La vie d’un homme, lors de son passage sur cette terre, ne se résume pas à quelques dates ou aux fonctions qu’il a pu occuper. Elle se mesure à l’empreinte qu’il a laissé, au sillon qu’il a tracé. C’est en cela que Michel Missoffe nous lègue bien davantage qu’un exemple : une leçon de généreuse gaieté !
Il naît en 1930, dans une famille bretonne aux valeurs solides. Né peu après la mort en bas âge de son frère il perçut d’instinct, tout enfant, que sa mission serait de faire revenir la joie que le deuil d’un enfant avait obscurcie.
En 1940, tandis que ses frères s’engagent auprès du général de Gaulle, il est avec sa sœur celui qui anime par ses rires et sa tendresse un foyer traversé par l’inquiétude constante des parents sans nouvelles de leurs fils.
Devenu un homme il est, dans les années 1950, représentant en aliment de bétail. Il parcourt la France dans sa 4L et développe le sens du contact et cette empathie authentique qui le caractérise. Son art d’embellir la vie et de réchauffer les cœurs, il les tourne alors vers une foultitude d’amis. Tous se souviendront longtemps du rire et de son attention permanente aux autres.
Dans les années 70, il pose ses valises.

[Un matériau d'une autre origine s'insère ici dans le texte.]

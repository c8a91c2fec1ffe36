//! Error types and HTTP response conversion
//!
//! Request-time failures render as a small HTML notification so that htmx
//! swaps show something readable in place of the targeted fragment.

use axum::{
    http::StatusCode,
    response::{Html, IntoResponse, Response},
};
use thiserror::Error;

use crate::htmx::{html_escape, FragmentConfigError, FragmentError};
use crate::store::{StoreError, StoreErrorKind};

/// Result type alias using our Error type
pub type Result<T> = std::result::Result<T, Error>;

/// Application error type
#[derive(Debug, Error)]
pub enum Error {
    /// Configuration error
    #[error("Configuration error: {0}")]
    Config(Box<figment::Error>),

    /// I/O error
    #[error("I/O error: {0}")]
    Io(#[from] std::io::Error),

    /// Template loading or rendering failed
    #[error("Template error: {0}")]
    Template(#[from] minijinja::Error),

    /// Structured store error with operation context
    #[error("{0}")]
    Store(#[from] StoreError),

    /// Fragment selector misconfigured at router construction
    #[error("Fragment configuration error: {0}")]
    FragmentConfig(#[from] FragmentConfigError),

    /// Fragment selector applied to a response it cannot work with
    #[error("Fragment error: {0}")]
    Fragment(#[from] FragmentError),

    /// Session error
    #[error("Session error: {0}")]
    Session(String),

    /// Resource not found
    #[error("Not found: {0}")]
    NotFound(String),

    /// Bad request
    #[error("Bad request: {0}")]
    BadRequest(String),

    /// Request body over the configured limit
    #[error("Payload too large: {0}")]
    PayloadTooLarge(String),

    /// Page parameters rejected by the paginator
    #[error("Pagination error: {0}")]
    Pagination(#[from] paginator_rs::PaginatorError),
}

impl Error {
    /// HTTP status this error maps to
    pub fn status(&self) -> StatusCode {
        match self {
            Error::Store(e) if e.kind == StoreErrorKind::NotFound => StatusCode::NOT_FOUND,
            Error::NotFound(_) => StatusCode::NOT_FOUND,
            Error::BadRequest(_) => StatusCode::BAD_REQUEST,
            Error::PayloadTooLarge(_) => StatusCode::PAYLOAD_TOO_LARGE,
            Error::Store(e) if e.kind == StoreErrorKind::Unavailable => {
                StatusCode::SERVICE_UNAVAILABLE
            }
            _ => StatusCode::INTERNAL_SERVER_ERROR,
        }
    }

    /// Machine-readable code shown in the error fragment
    pub fn code(&self) -> String {
        match self {
            Error::Config(_) => "CONFIG_ERROR".to_string(),
            Error::Io(_) => "IO_ERROR".to_string(),
            Error::Template(_) => "TEMPLATE_ERROR".to_string(),
            Error::Store(e) => format!("STORE_{}", e.kind.to_string().to_uppercase()),
            Error::FragmentConfig(_) => "FRAGMENT_CONFIG_ERROR".to_string(),
            Error::Fragment(_) => "FRAGMENT_ERROR".to_string(),
            Error::Session(_) => "SESSION_ERROR".to_string(),
            Error::NotFound(_) => "NOT_FOUND".to_string(),
            Error::BadRequest(_) => "BAD_REQUEST".to_string(),
            Error::PayloadTooLarge(_) => "PAYLOAD_TOO_LARGE".to_string(),
            Error::Pagination(_) => "PAGINATION_ERROR".to_string(),
        }
    }

    /// Message safe to show to the user
    fn user_message(&self) -> String {
        match self {
            Error::NotFound(msg) | Error::BadRequest(msg) | Error::PayloadTooLarge(msg) => {
                msg.clone()
            }
            Error::Store(e) if e.is_not_found() => match e.monster_id {
                Some(id) => format!("Monster {id} not found"),
                None => "Monster not found".to_string(),
            },
            Error::Store(_) => "Store operation failed".to_string(),
            Error::Template(_) => "Page could not be rendered".to_string(),
            Error::Session(_) => "Session operation failed".to_string(),
            _ => "Internal server error".to_string(),
        }
    }
}

impl IntoResponse for Error {
    fn into_response(self) -> Response {
        let status = self.status();
        let code = self.code();

        match &self {
            Error::Template(e) => tracing::error!(error = %e, detail = ?e.detail(), "Template error"),
            Error::Store(e) if !e.is_not_found() => tracing::error!(
                operation = %e.operation,
                kind = %e.kind,
                monster_id = ?e.monster_id,
                "Store error: {}", e.message
            ),
            _ if status.is_server_error() => tracing::error!(code = %code, "{}", self),
            _ => tracing::debug!(code = %code, "{}", self),
        }

        let body = format!(
            r#"<div class="notification is-danger" data-error-code="{}">{}</div>"#,
            code,
            html_escape(&self.user_message())
        );
        (status, Html(body)).into_response()
    }
}

// Manual From implementations for boxed errors
impl From<figment::Error> for Error {
    fn from(err: figment::Error) -> Self {
        Error::Config(Box::new(err))
    }
}
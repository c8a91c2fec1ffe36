//! Domain model: a single mutable record type.

mod monster;

pub use monster::{
    clean_record, is_older_than_limit, random_monsters, validate_date_of_birth, validate_name,
    Monster, MonsterId, MonsterKind, MonsterValidationError, NewMonster, Transition,
    DISALLOWED_HONORIFICS, HAPPY_AGE_LIMIT_YEARS, NAME_MAX_LEN,
};
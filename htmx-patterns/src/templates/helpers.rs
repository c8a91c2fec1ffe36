//! Filters registered on the template environment.
//!
//! ```html
//! {{ page_obj.count }} {{ page_obj.count|pluralize("monster") }}
//! {{ monster.name|truncate(20) }}
//! ```

/// Shorten `s` to at most `max_chars` characters, ending in `...` when cut.
///
/// ```rust
/// use htmx_patterns::templates::truncate;
///
/// assert_eq!(truncate("Bartholomew", 8), "Barth...");
/// assert_eq!(truncate("Boris", 8), "Boris");
/// ```
#[must_use]
pub fn truncate(s: &str, max_chars: usize) -> String {
    match s.char_indices().nth(max_chars) {
        None => s.to_string(),
        Some(_) => {
            let keep = max_chars.saturating_sub(3);
            let end = s.char_indices().nth(keep).map_or(s.len(), |(i, _)| i);
            format!("{}...", &s[..end])
        }
    }
}

/// `singular` for exactly one, `plural` otherwise.
///
/// ```rust
/// use htmx_patterns::templates::pluralize;
///
/// assert_eq!(pluralize(1, "monster", "monsters"), "monster");
/// assert_eq!(pluralize(3, "monster", "monsters"), "monsters");
/// ```
#[must_use]
pub fn pluralize(count: i64, singular: &str, plural: &str) -> String {
    let word = if count == 1 { singular } else { plural };
    word.to_string()
}

pub(super) fn pluralize_filter(count: i64, singular: Option<&str>, plural: Option<&str>) -> String {
    let singular = singular.unwrap_or("");
    match plural {
        Some(plural) => pluralize(count, singular, plural),
        None => pluralize(count, singular, &format!("{singular}s")),
    }
}

pub(super) fn truncate_filter(value: &str, max_chars: Option<usize>) -> String {
    truncate(value, max_chars.unwrap_or(30))
}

Il se marie, à des enfants, devient président d’une société de fragrance qu’il contribue à mener au sommet mondial de l’industrie. Pour sa famille, il sera à partir de cet instant, un père et un mari exceptionnel. De tout l’amour qu’il distribuait, nous avons eu la meilleure part.
La leçon qu’il nous laisse, tient en quelques mots et en beaucoup d’exemples.
« les gens malheureux ne font le bonheur de personne ». Michel Missoffe était joyeux, parce que c’était sa nature et parce que c’est ainsi qu’il comprenait son devoir. Il s’efforçait de toujours sourire aux autres et à la vie. De présenter toujours et à tous un visage heureux. Et quand des malheurs le frappait, il les chassait d’une phrase talisman : « l’important c’est qu’on s’aime et le reste on s‘en fout ». Mais s’il s’imposait le bonheur comme une hygiène de vie publique, ne fuyait pas les chagrins et les peines. Pas ceux des autres du moins. Au chevet des malades, et des amis dans la peine, il était là. Toujours.
Parce qu’un monde sans lui serait moins beau, moins joyeux, moins vif, sa famille et ses enfants ont décidé de créer une fondation pour prolonger son empreinte.